Later on the government of Bophutatswana started to strongly condemn the development of that area and worked hard through their police force during the day and night, striving to dispatch everybody living in the region and who is not a Tswana. As the pressure mounted for the people of Kromdraai, Khoza fled and he was no longer to be seen.

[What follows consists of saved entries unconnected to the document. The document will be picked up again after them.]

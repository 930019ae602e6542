//! Error types for the match core

use thiserror::Error;

/// Result type for core operations
pub type Result<T> = std::result::Result<T, Error>;

/// Core errors
#[derive(Error, Debug)]
pub enum Error {
    /// Ledger collaborator error (transport, availability)
    #[error("Ledger error: {0}")]
    Ledger(String),

    /// Record or index key absent
    #[error("Not found: {0}")]
    NotFound(String),

    /// Malformed encrypted token
    #[error("Decode error: {0}")]
    Decode(String),

    /// Signature creation or verification failed
    #[error("Signature error: {0}")]
    Signature(String),

    /// Serialization error
    #[error("Serialization error: {0}")]
    Serialization(#[from] serde_json::Error),

    /// Configuration error
    #[error("Configuration error: {0}")]
    Config(String),

    /// IO error
    #[error("IO error: {0}")]
    Io(#[from] std::io::Error),

    /// Generic error
    #[error("{0}")]
    Other(String),
}

impl From<String> for Error {
    fn from(msg: String) -> Self {
        Error::Other(msg)
    }
}

impl From<&str> for Error {
    fn from(msg: &str) -> Self {
        Error::Other(msg.to_string())
    }
}
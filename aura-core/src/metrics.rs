//! Metrics collection for observability
//!
//! # Metrics
//!
//! - `aura_match_proposals_total` - Matches proposed
//! - `aura_match_updates_total` - Record mutations written back
//! - `aura_match_records_skipped_total` - Corrupt or empty records skipped during bulk load
//! - `aura_match_index_loads_total` - Bulk index loads served

use prometheus::{IntCounter, Registry};
use std::sync::Arc;

/// Metrics collector
#[derive(Debug, Clone)]
pub struct Metrics {
    /// Matches proposed
    pub proposals_total: IntCounter,

    /// Record mutations written back
    pub updates_total: IntCounter,

    /// Records skipped during bulk load
    pub records_skipped_total: IntCounter,

    /// Bulk index loads served
    pub index_loads_total: IntCounter,

    /// Prometheus registry
    pub registry: Arc<Registry>,
}

impl Metrics {
    /// Create new metrics collector
    pub fn new() -> prometheus::Result<Self> {
        let registry = Arc::new(Registry::new());

        let proposals_total =
            IntCounter::new("aura_match_proposals_total", "Matches proposed")?;
        registry.register(Box::new(proposals_total.clone()))?;

        let updates_total =
            IntCounter::new("aura_match_updates_total", "Record mutations written back")?;
        registry.register(Box::new(updates_total.clone()))?;

        let records_skipped_total = IntCounter::new(
            "aura_match_records_skipped_total",
            "Corrupt or empty records skipped during bulk load",
        )?;
        registry.register(Box::new(records_skipped_total.clone()))?;

        let index_loads_total =
            IntCounter::new("aura_match_index_loads_total", "Bulk index loads served")?;
        registry.register(Box::new(index_loads_total.clone()))?;

        Ok(Self {
            proposals_total,
            updates_total,
            records_skipped_total,
            index_loads_total,
            registry,
        })
    }

    /// Record a proposal
    pub fn record_proposal(&self) {
        self.proposals_total.inc();
    }

    /// Record a mutation write-back
    pub fn record_update(&self) {
        self.updates_total.inc();
    }

    /// Record a skipped record
    pub fn record_skipped(&self) {
        self.records_skipped_total.inc();
    }

    /// Record a bulk load
    pub fn record_index_load(&self) {
        self.index_loads_total.inc();
    }

    /// Get metrics registry
    pub fn registry(&self) -> &Registry {
        &self.registry
    }
}

impl Default for Metrics {
    fn default() -> Self {
        Self::new().expect("Failed to create metrics")
    }
}
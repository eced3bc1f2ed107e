pub mod build_tree;
pub mod claim;
pub mod common;
pub mod digest;
pub mod verify;

pub use common::{
    hex_encode, parse_address, parse_amount, parse_hash, validate_merkle_root, write_file_atomic,
    ClaimFile, DomainArgs, TreeEntry, TreeFile,
};
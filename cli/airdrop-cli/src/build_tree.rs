use std::collections::BTreeMap;
use std::fs::File;
use std::io::{BufRead, BufReader};
use std::path::{Path, PathBuf};

use airdrop_core::{leaf_hash, Whitelist};
use anyhow::{Context, Result};
use clap::Parser;

use crate::common::{
    hex_encode, parse_address, parse_amount, write_file_atomic, TreeEntry, TreeFile,
};

#[derive(Parser, Debug)]
#[command(name = "build-tree")]
#[command(about = "Build Merkle tree from whitelisted accounts and amounts", long_about = None)]
pub struct Cli {
    /// Input file with one `address,amount` entry per line
    #[arg(short, long)]
    pub input: PathBuf,

    /// Output JSON file with the root and every account's proof
    #[arg(short, long)]
    pub output: PathBuf,
}

/// Reads a whitelist file.
///
/// Each non-empty line is `address,amount`; lines starting with `#` are
/// comments. Amounts are decimal or `0x` hex.
pub fn load_whitelist(path: &Path) -> Result<Whitelist> {
    let file = File::open(path).context("Failed to open input file")?;
    let reader = BufReader::new(file);
    let mut whitelist = Whitelist::new();

    for (line_num, line) in reader.lines().enumerate() {
        let line = line.context("Failed to read line")?;
        let trimmed = line.trim();
        if trimmed.is_empty() || trimmed.starts_with('#') {
            continue;
        }

        let (addr_str, amount_str) = trimmed.split_once(',').with_context(|| {
            format!(
                "Invalid format at line {}: expected 'address,amount', got '{}'",
                line_num + 1,
                trimmed
            )
        })?;
        let address = parse_address(addr_str)
            .with_context(|| format!("Invalid address at line {}", line_num + 1))?;
        let amount = parse_amount(amount_str)
            .with_context(|| format!("Invalid amount at line {}", line_num + 1))?;
        whitelist
            .insert(address, amount)
            .with_context(|| format!("Rejected entry at line {}", line_num + 1))?;

        if (line_num + 1) % 1_000_000 == 0 {
            println!("Processed {} entries...", line_num + 1);
        }
    }

    if whitelist.is_empty() {
        anyhow::bail!("Whitelist file is empty");
    }

    Ok(whitelist)
}

/// Builds the tree for `whitelist` and collects every account's proof.
pub fn build_tree_file(whitelist: &Whitelist) -> Result<TreeFile> {
    let tree = whitelist.tree().context("Failed to build Merkle tree")?;
    let mut claims = BTreeMap::new();

    for (address, amount) in whitelist.entries() {
        let leaf = leaf_hash(address, amount);
        let proof = tree
            .proof(&leaf)
            .with_context(|| format!("No proof for {}", address))?;
        claims.insert(
            address.to_string(),
            TreeEntry {
                amount: amount.to_string(),
                leaf: hex_encode(leaf),
                proof: proof.iter().map(hex_encode).collect(),
            },
        );
    }

    Ok(TreeFile {
        merkle_root: hex_encode(tree.root()),
        leaf_count: tree.leaf_count(),
        claims,
    })
}

pub fn run(cli: Cli) -> Result<()> {
    println!("Reading whitelist from {:?}...", cli.input);
    let whitelist = load_whitelist(&cli.input)?;
    println!("Total entries: {}", whitelist.len());

    println!("Building Merkle tree...");
    let tree_file = build_tree_file(&whitelist)?;
    log::info!(
        "built tree over {} leaves, root {}",
        tree_file.leaf_count,
        tree_file.merkle_root
    );
    println!("Merkle root: {}", tree_file.merkle_root);

    println!("Writing tree to {:?}...", cli.output);
    let json_output =
        serde_json::to_string_pretty(&tree_file).context("Failed to serialize JSON")?;
    write_file_atomic(&cli.output, &json_output).context("Failed to write tree file")?;

    println!("Done!");
    Ok(())
}

#[cfg(test)]
mod tests {
    use std::io::Write;

    use airdrop_core::{verify, U256};

    use super::*;
    use crate::common::{parse_hash, validate_merkle_root};

    fn write_input(contents: &str) -> tempfile::NamedTempFile {
        let mut file = tempfile::NamedTempFile::new().unwrap();
        file.write_all(contents.as_bytes()).unwrap();
        file
    }

    #[test]
    fn test_load_whitelist_skips_comments_and_blanks() {
        let input = write_input(
            "# airdrop round 1\n\
             0x1111111111111111111111111111111111111111,25\n\
             \n\
             0x2222222222222222222222222222222222222222,0x32\n",
        );
        let whitelist = load_whitelist(input.path()).unwrap();
        assert_eq!(whitelist.len(), 2);
        assert_eq!(whitelist.entries()[1].1, U256::from(50u64));
    }

    #[test]
    fn test_load_whitelist_rejects_duplicates() {
        let input = write_input(
            "0x1111111111111111111111111111111111111111,25\n\
             0x1111111111111111111111111111111111111111,30\n",
        );
        assert!(load_whitelist(input.path()).is_err());
    }

    #[test]
    fn test_load_whitelist_rejects_missing_amount() {
        let input = write_input("0x1111111111111111111111111111111111111111\n");
        assert!(load_whitelist(input.path()).is_err());
    }

    #[test]
    fn test_load_whitelist_rejects_empty_file() {
        let input = write_input("# nothing here\n\n");
        assert!(load_whitelist(input.path()).is_err());
    }

    #[test]
    fn test_tree_file_proofs_verify() {
        let input = write_input(
            "0x1111111111111111111111111111111111111111,25\n\
             0x2222222222222222222222222222222222222222,50\n\
             0x3333333333333333333333333333333333333333,75\n",
        );
        let whitelist = load_whitelist(input.path()).unwrap();
        let tree_file = build_tree_file(&whitelist).unwrap();
        let root = validate_merkle_root(&tree_file.merkle_root).unwrap();

        assert_eq!(tree_file.leaf_count, 3);
        for entry in tree_file.claims.values() {
            let leaf = parse_hash(&entry.leaf).unwrap();
            let proof: Vec<_> = entry.proof.iter().map(|p| parse_hash(p).unwrap()).collect();
            assert!(verify(&leaf, &proof, &root));
        }
    }

    #[test]
    fn test_run_writes_tree_file() {
        let input = write_input("0x1111111111111111111111111111111111111111,25\n");
        let dir = tempfile::tempdir().unwrap();
        let output = dir.path().join("tree.json");

        run(Cli {
            input: input.path().to_path_buf(),
            output: output.clone(),
        })
        .unwrap();

        let tree_file = TreeFile::load(&output).unwrap();
        let entry = tree_file.claims.values().next().unwrap();
        // A single entry is its own root.
        assert_eq!(entry.leaf, tree_file.merkle_root);
        assert!(entry.proof.is_empty());
    }
}
use std::sync::{Arc, Mutex, MutexGuard, PoisonError};

use alloy_primitives::{Address, U256};

use crate::airdrop::{ClaimEvent, MerkleAirdrop};
use crate::eip712::Signature;
use crate::error::ClaimError;
use crate::hash::Hash;
use crate::token::TokenLedger;

/// A [`MerkleAirdrop`] that can be claimed against from several threads.
///
/// Checks and the claim record happen under one lock, so two claims for the
/// same account can never both observe it as unclaimed. The lock is released
/// while the token transfers, so a ledger that calls back into this handle
/// already sees the claim recorded.
#[derive(Debug)]
pub struct SharedAirdrop<L> {
    inner: Arc<Mutex<MerkleAirdrop<Arc<Mutex<L>>>>>,
}

impl<L> Clone for SharedAirdrop<L> {
    fn clone(&self) -> Self {
        Self {
            inner: Arc::clone(&self.inner),
        }
    }
}

impl<L: TokenLedger> SharedAirdrop<L> {
    pub fn new(airdrop: MerkleAirdrop<L>) -> Self {
        Self {
            inner: Arc::new(Mutex::new(
                airdrop.map_token(|token| Arc::new(Mutex::new(token))),
            )),
        }
    }

    fn lock(&self) -> MutexGuard<'_, MerkleAirdrop<Arc<Mutex<L>>>> {
        self.inner.lock().unwrap_or_else(PoisonError::into_inner)
    }

    /// Same checks and rollback as [`MerkleAirdrop::claim`].
    ///
    /// A transfer that re-enters the handle sees `account` as claimed, and a
    /// nested claim for it fails with [`ClaimError::AlreadyClaimed`].
    pub fn claim(
        &self,
        account: Address,
        amount: U256,
        proof: &[Hash],
        signature: &Signature,
    ) -> Result<(), ClaimError> {
        let mut token = {
            let mut airdrop = self.lock();
            airdrop.commit_claim(account, amount, proof, signature)?;
            Arc::clone(airdrop.airdrop_token())
        };

        if let Err(e) = token.transfer(&account, amount) {
            return Err(self.lock().rollback_claim(&account, e));
        }

        log::info!("claim: {} received {}", account, amount);
        Ok(())
    }

    pub fn has_claimed(&self, account: &Address) -> bool {
        self.lock().has_claimed(account)
    }

    pub fn claimers(&self) -> Vec<Address> {
        self.lock().claimers().to_vec()
    }

    pub fn events(&self) -> Vec<ClaimEvent> {
        self.lock().events().to_vec()
    }

    pub fn merkle_root(&self) -> Hash {
        self.lock().merkle_root()
    }

    pub fn message_hash(&self, account: &Address, amount: &U256) -> Hash {
        self.lock().message_hash(account, amount)
    }

    /// Handle to the token the airdrop pays from.
    pub fn token(&self) -> Arc<Mutex<L>> {
        Arc::clone(self.lock().airdrop_token())
    }

    pub fn balance_of(&self, owner: &Address) -> U256 {
        self.token().balance_of(owner)
    }
}
//! Claim verification core for Merkle airdrops.
//!
//! Each whitelisted address is owed a fixed amount, committed to by a single
//! Merkle root. A claim pays out only when
//!
//! - the account has not claimed before,
//! - `(account, amount)` is a leaf under the root, and
//! - the account signed the EIP-712 claim digest for this airdrop.
//!
//! The signature, not the submitter, authorizes the claim, so a relayer can
//! pay the fees on the claimant's behalf.
//!
//! # Components
//!
//! - `hash` - Keccak256 helpers and ABI word encoding
//! - `merkle` - leaf hashing, proof verification and an off-chain tree builder
//! - `whitelist` - `(account, amount)` entries and their proofs
//! - `eip712` - typed-data digests, signing and signer recovery
//! - `ledger` - claimed flags and the claimer log
//! - `token` - the token ledger the airdrop pays from
//! - `airdrop` - the claim entry point
//! - `shared` - thread-safe wrapper around an airdrop

#![forbid(unsafe_code)]

pub mod airdrop;
pub mod eip712;
pub mod error;
pub mod hash;
pub mod ledger;
pub mod merkle;
pub mod shared;
pub mod token;
pub mod whitelist;

pub use airdrop::{ClaimEvent, MerkleAirdrop};
pub use alloy_primitives::{Address, U256};
pub use eip712::{address_of, sign_digest, ClaimAuthorizer, Eip712Domain, Signature};
pub use error::{AirdropError, ClaimError, SignatureError, TransferError, TreeError};
pub use hash::{keccak256, Hash};
pub use ledger::ClaimLedger;
pub use merkle::{leaf_hash, verify, MerkleTree};
pub use shared::SharedAirdrop;
pub use token::{InMemoryToken, TokenLedger};
pub use whitelist::Whitelist;
use std::collections::HashSet;

use alloy_primitives::Address;

/// Per-account claim flags and the ordered log of everyone who claimed.
///
/// This is bookkeeping only. It does not refuse a second record for the
/// same account; [`crate::MerkleAirdrop::claim`] checks `has_claimed` first.
#[derive(Clone, Debug, Default)]
pub struct ClaimLedger {
    claimed: HashSet<Address>,
    claimers: Vec<Address>,
}

impl ClaimLedger {
    pub fn new() -> Self {
        Self::default()
    }

    pub fn has_claimed(&self, account: &Address) -> bool {
        self.claimed.contains(account)
    }

    /// Marks `account` as claimed and appends it to the claimer log.
    pub fn record_claim(&mut self, account: Address) {
        self.claimed.insert(account);
        self.claimers.push(account);
    }

    /// Accounts in the order their claims succeeded.
    pub fn claimers(&self) -> &[Address] {
        &self.claimers
    }

    pub fn len(&self) -> usize {
        self.claimers.len()
    }

    pub fn is_empty(&self) -> bool {
        self.claimers.is_empty()
    }

    /// Undoes `account`'s `record_claim` when its payout failed.
    ///
    /// Claims recorded after it keep their place in the log.
    pub(crate) fn revert_claim(&mut self, account: &Address) {
        if !self.claimed.remove(account) {
            return;
        }
        if let Some(pos) = self.claimers.iter().rposition(|c| c == account) {
            self.claimers.remove(pos);
        }
    }
}

#[cfg(test)]
mod tests {
    use super::*;

    #[test]
    fn test_record_claim() {
        let mut ledger = ClaimLedger::new();
        let a = Address::from([1u8; 20]);
        let b = Address::from([2u8; 20]);

        assert!(!ledger.has_claimed(&a));
        ledger.record_claim(a);
        ledger.record_claim(b);

        assert!(ledger.has_claimed(&a));
        assert!(ledger.has_claimed(&b));
        assert_eq!(ledger.claimers(), &[a, b]);
        assert_eq!(ledger.len(), 2);
    }

    #[test]
    fn test_revert_keeps_later_claims() {
        let mut ledger = ClaimLedger::new();
        let a = Address::from([1u8; 20]);
        let b = Address::from([2u8; 20]);
        let c = Address::from([3u8; 20]);
        ledger.record_claim(a);
        ledger.record_claim(b);
        ledger.record_claim(c);

        ledger.revert_claim(&b);
        assert_eq!(ledger.claimers(), &[a, c]);
        assert!(!ledger.has_claimed(&b));
        assert!(ledger.has_claimed(&a));
        assert!(ledger.has_claimed(&c));

        // Reverting an account that holds no claim is a no-op.
        ledger.revert_claim(&b);
        assert_eq!(ledger.len(), 2);
    }
}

In 1979, the then Prime Minister of QwaQwa, Kenneth Mopeli together with the apartheid government found a place for all the people of Kromdraai at a farm called Onverwacht. All the people who were not Tswana started to move to Onverwacht for free, and later on when they started to settle in the area paid ZAR80 for a stand. Late in 1980 to early 1981 the name Onverwacht started to disappear and people started to call their place by the name of Botshabelo, this name given by Julius Nkoko.

Economy
Botshabelo has a large industrial park with large companies located there. The economy of this township is based on production of food, clothing and other goods. The poultry producing company [Supreme poultry Pty (Ltd)] is located here.  Capitec Bank and Shoprite has three branches and supermarkets in this township respectively.

Transport
Botshabelo is served by 'Interstate Bus Lines' commuter buses and 'Big Sky Coaches', both traveling local and long distances on a daily basis. The township is located on the main railway line between Bloemfontein and Maseru, as well as on the main road between the two towns. The township still has unnamed streets, but the development of upgrading and naming of streets and roads are underway. There is also a new taxi rank at the newly built Botshabelo Mall.

Shopping
Botshabelo has a new regional shopping mall near the industrial park. The mall is anchored by Shoprite,Pick n Pay, Cashbuild, Truworths and Foschini Group stores. This new shopping destination has over 80 stores including banks and restaurants like KFC and Hungry Lion. The mall is owned by the Liberty Property Group and Khora investments. It is located at Cnr N8 road & Jazzman Mokhothu highway. Other shopping centres are: Northern centre, Shoprite centre, Addy's Plaza, and Rea-hola shopping centre also known as Fairways.

Education
Botshabelo has over 65 primary and secondary schools. Motheo FET College has a satellite campus in this township.

Sports
Botshabelo is one of the towns that have produced soccer players for the Premier Soccer League (PSL), especially for Bloemfontein Celtics, players such as James Madidilane, Ditheko Mototo, the late Abram Raselemane, Ntho Moshe, Motseothata November, Ace Gulwa, Lefu Nyapuli, Moeketsi Sekola, Teboho Salemane and others. Kaizer Sebothelo Stadium is the main sporting venue in Botshabelo with a capacity of 20 000 seats, including a sporting arena where indoor sports are played, as well as a newly revamped recreational swimming pool open to the public.
And also there is a Football Tournament That has been established by Ba2cada namely BA2CADA Soccer tournament taking place at Section "H”

Notable people
Fikile Mbalula, politician, born in Botshabelo
Nyakallo Leine ba2cada radio personality

References

External links

Populated places in Mangaung
Townships in the Free State (South African province)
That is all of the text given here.